2. And what is normal activity? In another study our office did with the help of friends in the CFIDS community, we asked healthy persons what they did in a normal day. All persons who considered themselves entirely well had at least 12 hours a day of upright activity. In other words they were "up and around" for half of the day, either work or some other activity. Patients with CFS have a limitation of this activity. Mild cases can only be "up and around" for 10 hours a day. This is a limitation because they used to be up and around from 7AM till 10PM, or 15 hours a day. Severe cases are "up and around" for 1 hour a day and that only with rest periods.
3. The next most important factor is orthostatic intolerance. This aspect of CFS was unknown to me until meeting with Dr. David Streeten, but now I see it as an essential for the diagnosis. Essentially orthostatic intolerance means that all symptoms are worse on being in the upright position. Walking, standing and even sitting are all upright activities. When lying down, most persons with CFS feel better, despite being bored out of their minds.
4. The chronicity of the symptoms is an equally important feature. Of the many patients I have seen, only a handful can say that they have a single day in the past year where they felt entirely well. Many persons say they have "good days", but they define a good day not by being well but by being improved over the average days. More severe patients may not even have single hours during the past year where they felt entirely well. The day to day persistence of the "sick" feeling is essential to the diagnosis.

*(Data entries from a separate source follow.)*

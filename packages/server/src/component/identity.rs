//! A component that echoes its input. Served by `predictor-serve` when no
//! model is plugged in, and handy as a smoke-test target.

use std::collections::BTreeMap;

use async_trait::async_trait;
use predictor_core::{Meta, MetricRecord, Payload};
use serde_json::{json, Value};

use super::{Capabilities, Capability, Component, ComponentOutcome, ComponentResult, Data};
use crate::service::Method;

#[derive(Debug, Clone, Default)]
pub struct Identity {
    name: String,
}

impl Identity {
    #[must_use]
    pub fn new(name: impl Into<String>) -> Self {
        Self { name: name.into() }
    }

    fn echo(&self, features: &Payload, method: Method) -> ComponentResult {
        ComponentResult::new(Data::from_payload(features)).with_metric(
            MetricRecord::counter("identity_calls", 1.0).with_tag("method", method.metric_tag()),
        )
    }
}

#[async_trait]
impl Component for Identity {
    fn capabilities(&self) -> Capabilities {
        Capabilities::new()
            .typed(Method::Predict)
            .typed(Method::TransformInput)
            .typed(Method::TransformOutput)
            .typed(Method::SendFeedback)
            .typed(Method::Metadata)
            .with(Capability::Tags)
    }

    async fn predict(
        &self,
        features: &Payload,
        _names: &[String],
        _meta: Option<&Meta>,
    ) -> ComponentOutcome<ComponentResult> {
        Ok(self.echo(features, Method::Predict))
    }

    async fn transform_input(
        &self,
        features: &Payload,
        _names: &[String],
        _meta: Option<&Meta>,
    ) -> ComponentOutcome<ComponentResult> {
        Ok(self.echo(features, Method::TransformInput))
    }

    async fn transform_output(
        &self,
        features: &Payload,
        _names: &[String],
        _meta: Option<&Meta>,
    ) -> ComponentOutcome<ComponentResult> {
        Ok(self.echo(features, Method::TransformOutput))
    }

    async fn send_feedback(
        &self,
        features: &Payload,
        _names: &[String],
        _reward: f64,
        _truth: Option<&Payload>,
        _routing: Option<i64>,
    ) -> ComponentOutcome<ComponentResult> {
        Ok(self.echo(features, Method::SendFeedback))
    }

    async fn metadata(&self) -> ComponentOutcome<Value> {
        Ok(json!({
            "name": self.name,
            "versions": ["identity"],
            "platform": "predictor",
        }))
    }

    fn tags(&self) -> BTreeMap<String, Value> {
        BTreeMap::from([("component".to_string(), json!("identity"))])
    }
}
//! HTTP handlers and the shared state they extract.

pub mod health;
pub mod metrics;
pub mod operations;

pub use health::{health_handler, ping_handler, ready_handler};
pub use metrics::prometheus_handler;
pub use operations::{
    aggregate, health_status, metadata, predict, route, send_feedback, transform_input,
    transform_output,
};

use std::sync::Arc;
use std::time::Instant;

use axum::response::{IntoResponse, Response};
use axum::Json;
use metrics_exporter_prometheus::PrometheusHandle;

use super::{NetworkConfig, ShutdownController};
use crate::metrics::{DeploymentLabels, MetricsAggregator};
use crate::service::{
    build_operation_pipeline, DispatchPlan, Dispatcher, Method, OperationContext, OperationError,
    OperationPipeline, ServerConfig, Transport,
};

/// State shared by every handler and by the RPC server. Cloning is cheap.
#[derive(Clone)]
pub struct AppState {
    pub pipeline: OperationPipeline,
    /// Tells the transports when to keep the native request.
    pub plan: Arc<DispatchPlan>,
    pub shutdown: Arc<ShutdownController>,
    pub config: Arc<NetworkConfig>,
    pub server: Arc<ServerConfig>,
    pub metrics: Arc<MetricsAggregator>,
    pub deployment: Arc<DeploymentLabels>,
    /// Present when a `metrics` facade recorder is installed; its output is
    /// appended to the exposition.
    pub prometheus: Option<PrometheusHandle>,
    pub start_time: Instant,
}

impl AppState {
    #[must_use]
    pub fn new(
        dispatcher: Dispatcher,
        network: NetworkConfig,
        server: ServerConfig,
        deployment: DeploymentLabels,
    ) -> Self {
        let plan = dispatcher.plan();
        let metrics = dispatcher.metrics();
        let pipeline = build_operation_pipeline(dispatcher, &server);
        Self {
            pipeline,
            plan,
            shutdown: Arc::new(ShutdownController::new()),
            config: Arc::new(network),
            server: Arc::new(server),
            metrics,
            deployment: Arc::new(deployment),
            prometheus: None,
            start_time: Instant::now(),
        }
    }

    #[must_use]
    pub fn with_prometheus(mut self, handle: PrometheusHandle) -> Self {
        self.prometheus = Some(handle);
        self
    }

    /// Context for one call with the configured timeout.
    #[must_use]
    pub fn context(&self, request_id: &str, method: Method, transport: Transport) -> OperationContext {
        OperationContext::new(
            request_id,
            method,
            transport,
            self.server.default_operation_timeout_ms,
        )
    }
}

/// Status error form with the mapped HTTP status.
impl IntoResponse for OperationError {
    fn into_response(self) -> Response {
        (self.status_code(), Json(self.to_status().into_body())).into_response()
    }
}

5. And lastly I would emphasize the symptom severity fluctuation along with the variation of the worst symptom. The activity fluctuation may go from two hours a day in one month to four or five hours in another. But during this time different symptoms take the lead in being the most troublesome. Severe headaches for three weeks, followed by muscle pain for the next three. A month later the sore throat is there every day, and another month later the irritable bowel is acting up. Overall, all the symptoms seem to hang around, but they take turns leading the pack. It is the overall pattern of these symptoms that is important in making the diagnosis, not the most prominent symptom on a given day."